use bytemuck::{Pod, Zeroable};
use foundation::math::{Mat4, mat4_identity};
use scene::camera::PerspectiveCamera;
use scene::config::SceneConfig;

/// Drawable size in physical pixels.
#[derive(Debug, Copy, Clone, PartialEq)]
pub struct Viewport {
    pub width: u32,
    pub height: u32,
}

impl Viewport {
    pub fn new(width: u32, height: u32) -> Self {
        Self {
            width: width.max(1),
            height: height.max(1),
        }
    }
}

/// The uniform block shared by every pass. Must match `Globals` in the WGSL.
#[repr(C)]
#[derive(Debug, Copy, Clone, PartialEq, Pod, Zeroable)]
pub struct Globals {
    pub view_proj: Mat4,
    /// Globe spin; identity for the starfield.
    pub model: Mat4,
    pub camera_pos: [f32; 4],
    /// Unit vector towards the light.
    pub light_dir: [f32; 4],
    /// Directional light color premultiplied by intensity.
    pub light_color: [f32; 4],
    /// Ambient light color premultiplied by intensity.
    pub ambient: [f32; 4],
    /// `rgb` specular color, `w` shininess.
    pub specular: [f32; 4],
    /// `rgb` track tint, `a` opacity.
    pub track_color: [f32; 4],
    /// `rgb` marker color, `a` size in pixels.
    pub marker_color: [f32; 4],
    /// `width`, `height`, bump scale, unused.
    pub viewport: [f32; 4],
}

fn scaled(rgb: [f32; 3], s: f64) -> [f32; 4] {
    let s = s as f32;
    [rgb[0] * s, rgb[1] * s, rgb[2] * s, 1.0]
}

impl Globals {
    pub fn new(
        config: &SceneConfig,
        camera: &PerspectiveCamera,
        model: Mat4,
        viewport: Viewport,
    ) -> Self {
        let lights = &config.lights;
        let dir = lights.directional.direction();
        let eye = camera.position;
        let flights = &config.flights;
        Self {
            view_proj: camera.view_proj(),
            model,
            camera_pos: [eye.x as f32, eye.y as f32, eye.z as f32, 1.0],
            light_dir: [dir.x as f32, dir.y as f32, dir.z as f32, 0.0],
            light_color: scaled(
                lights.directional.color.to_rgb(),
                lights.directional.intensity,
            ),
            ambient: scaled(lights.ambient.color.to_rgb(), lights.ambient.intensity),
            specular: config
                .globe
                .specular
                .to_rgba(config.globe.shininess as f32),
            track_color: flights
                .track_color
                .to_rgba(flights.track_opacity as f32),
            marker_color: flights
                .marker_color
                .to_rgba(flights.marker_size_px as f32),
            viewport: [
                viewport.width as f32,
                viewport.height as f32,
                config.globe.bump_scale as f32,
                0.0,
            ],
        }
    }

    /// Same block with the globe spin removed, for the starfield pass.
    pub fn without_model(&self) -> Self {
        Self {
            model: mat4_identity(),
            ..*self
        }
    }
}

#[cfg(test)]
mod tests {
    use super::{Globals, Viewport};
    use foundation::math::{mat4_identity, mat4_rotation_y};
    use scene::camera::PerspectiveCamera;
    use scene::config::SceneConfig;

    fn assert_close(a: f32, b: f32) {
        assert!((a - b).abs() < 1e-6, "expected {a} ~= {b}");
    }

    #[test]
    fn block_size_is_uniform_friendly() {
        assert_eq!(std::mem::size_of::<Globals>(), 256);
        assert_eq!(std::mem::size_of::<Globals>() % 16, 0);
    }

    #[test]
    fn defaults_fill_the_block() {
        let config = SceneConfig::default();
        let camera = PerspectiveCamera::from_config(&config.camera, 800.0, 600.0);
        let g = Globals::new(&config, &camera, mat4_rotation_y(0.5), Viewport::new(800, 600));

        assert_close(g.light_color[0], 0.2);
        assert_close(g.ambient[1], 0.5);
        assert_close(g.specular[0], 128.0 / 255.0);
        assert_close(g.specular[3], 30.0);
        assert_close(g.track_color[1], 0xd8 as f32 / 255.0);
        assert_close(g.track_color[3], 1.0);
        assert_close(g.marker_color[3], 20.0);
        assert_eq!(g.viewport[..2], [800.0, 600.0]);
        assert_close(g.viewport[2], 0.35);
        assert_eq!(g.camera_pos, [5.0, 2.0, -5.5, 1.0]);

        let len = g.light_dir[..3].iter().map(|c| c * c).sum::<f32>().sqrt();
        assert_close(len, 1.0);

        let stars = g.without_model();
        assert_eq!(stars.model, mat4_identity());
        assert_eq!(stars.view_proj, g.view_proj);
    }

    #[test]
    fn viewport_never_collapses() {
        assert_eq!(Viewport::new(0, 0), Viewport::new(1, 1));
    }
}
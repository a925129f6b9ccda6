use foundation::math::{
    LatLng, Vec2, Vec3, lat_lng_from_xyz, mat4_invert, mat4_transform_vector, rotate_y,
};

use crate::camera::PerspectiveCamera;

#[derive(Debug, Copy, Clone, PartialEq)]
pub struct Ray {
    pub origin: Vec3,
    /// Unit length.
    pub dir: Vec3,
}

impl Ray {
    pub fn new(origin: Vec3, dir: Vec3) -> Self {
        Self {
            origin,
            dir: dir.normalize(),
        }
    }

    pub fn at(&self, distance: f64) -> Vec3 {
        self.origin + self.dir * distance
    }

    /// Ray from the camera through a point in normalized device coordinates.
    ///
    /// The direction is built in view space and taken to world space by the
    /// inverse view matrix.
    pub fn from_camera(ndc: Vec2, camera: &PerspectiveCamera) -> Self {
        let half_height = (camera.fov_y_rad() / 2.0).tan();
        let half_width = half_height * camera.aspect;
        let view_dir = Vec3::new(ndc.x * half_width, ndc.y * half_height, -1.0);
        let dir = match mat4_invert(camera.view_matrix()) {
            Some(camera_to_world) => mat4_transform_vector(camera_to_world, view_dir),
            None => {
                camera.right() * view_dir.x + camera.screen_up() * view_dir.y + camera.forward()
            }
        };
        Self::new(camera.position, dir)
    }
}

/// Pointer position in pixels to normalized device coordinates (`y` up).
pub fn ndc_from_pointer(x_px: f64, y_px: f64, width: f64, height: f64) -> Vec2 {
    Vec2::new(
        x_px / width.max(1.0) * 2.0 - 1.0,
        -(y_px / height.max(1.0)) * 2.0 + 1.0,
    )
}

/// Distance along `ray` to the nearest hit on an origin-centered sphere.
///
/// Hits behind the ray origin are ignored; from inside the sphere this is the
/// exit point.
pub fn intersect_sphere(ray: &Ray, radius: f64) -> Option<f64> {
    let b = ray.origin.dot(ray.dir);
    let c = ray.origin.length_squared() - radius * radius;
    let disc = b * b - c;
    if disc < 0.0 {
        return None;
    }
    let root = disc.sqrt();
    let near = -b - root;
    let far = -b + root;
    if near >= 0.0 {
        Some(near)
    } else if far >= 0.0 {
        Some(far)
    } else {
        None
    }
}

/// Geographic coordinate under the pointer, undoing the globe's current spin.
pub fn pick_globe(
    ndc: Vec2,
    camera: &PerspectiveCamera,
    radius: f64,
    spin_angle: f64,
) -> Option<LatLng> {
    let ray = Ray::from_camera(ndc, camera);
    let distance = intersect_sphere(&ray, radius)?;
    let local = rotate_y(ray.at(distance), -spin_angle);
    Some(lat_lng_from_xyz(local))
}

________

* **What needs to be done**
Begin with the line that has "bump scale, unused." in the listing above and end after the line that has "light_dir: [dir.x as"; output those lines exactly.

* **Written response**
    /// `width`, `height`, bump scale, unused.
    pub viewport: [f32; 4],
}

fn scaled(rgb: [f32; 3], s: f64) -> [f32; 4] {
    let s = s as f32;
    [rgb[0] * s, rgb[1] * s, rgb[2] * s, 1.0]
}

impl Globals {
    pub fn new(
        config: &SceneConfig,
        camera: &PerspectiveCamera,
        model: Mat4,
        viewport: Viewport,
    ) -> Self {
        let lights = &config.lights;
        let dir = lights.directional.direction();
        let eye = camera.position;
        let flights = &config.flights;
        Self {
            view_proj: camera.view_proj(),
            model,
            camera_pos: [eye.x as f32, eye.y as f32, eye.z as f32, 1.0],
            light_dir: [dir.x as f32, dir.y as f32, dir.z as f32, 0.0],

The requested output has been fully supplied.